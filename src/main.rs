use clap::Parser;
use speeddial::cli::{
    run_assign, run_clear, run_contact, run_contacts_add, run_contacts_list, run_dial, run_grid,
    run_import, run_list, run_list_manage, run_menu, run_pick, run_prune, run_remove,
    run_set_enabled, run_toggle, run_without_store, Cli, Commands, ContactsCommands,
};
use speeddial::config::Config;
use speeddial::db::Database;
use speeddial::logging::setup_logging;
use speeddial::photo::FilePhotoLoader;

fn main() -> anyhow::Result<()> {
    let cli = Cli::parse();
    setup_logging(cli.verbose);

    let config = Config::resolve(cli.db.as_deref())?;
    tracing::debug!(db = %config.db_path.display(), "using database");

    // Screens resume the loader while they render and stop it afterwards
    let mut photos = FilePhotoLoader::new(&config.photo_dir);

    let db = match Database::open_at(&config.db_path) {
        Ok(db) => db,
        Err(e) => return run_without_store(cli.command, &mut photos, e),
    };

    match cli.command {
        None => {
            // No subcommand provided - show interactive menu
            run_menu(&db, &mut photos)
        }
        Some(Commands::List(args)) => {
            if args.manage {
                run_list_manage(&db, &mut photos)
            } else {
                run_list(&db, &mut photos, args.json)
            }
        }
        Some(Commands::Grid(args)) => run_grid(&db, args.phone),
        Some(Commands::Pick(args)) => {
            run_pick(&db, &mut photos, args.key, args.search.as_deref())
        }
        Some(Commands::Contact(args)) => run_contact(&db, args.id, args.key, args.pick),
        Some(Commands::Assign(args)) => run_assign(&db, args.key, args.phone_id, args.force),
        Some(Commands::Remove(args)) => run_remove(&db, args.key),
        Some(Commands::Clear(args)) => run_clear(&db, args.force),
        Some(Commands::Enable) => run_set_enabled(&db, true),
        Some(Commands::Disable) => run_set_enabled(&db, false),
        Some(Commands::Toggle(args)) => run_toggle(&db, args.force),
        Some(Commands::Dial(args)) => run_dial(&db, args.key, args.print),
        Some(Commands::Contacts(args)) => match args.command {
            ContactsCommands::Add(add) => run_contacts_add(
                &db,
                &add.name,
                &add.phones,
                add.phone_type.as_deref(),
                add.photo_id,
            ),
            ContactsCommands::List => run_contacts_list(&db),
        },
        Some(Commands::Import(args)) => run_import(&db, &args.file, args.dry_run),
        Some(Commands::Prune) => run_prune(&db),
    }
}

____________________

WHAT IS NEEDED — Find and copy each line of the listing above that holds the word "photos".

RESULT —
    let mut photos = FilePhotoLoader::new(&config.photo_dir);
        Err(e) => return run_without_store(cli.command, &mut photos, e),
            run_menu(&db, &mut photos)
                run_list_manage(&db, &mut photos)
                run_list(&db, &mut photos, args.json)
            run_pick(&db, &mut photos, args.key, args.search.as_deref())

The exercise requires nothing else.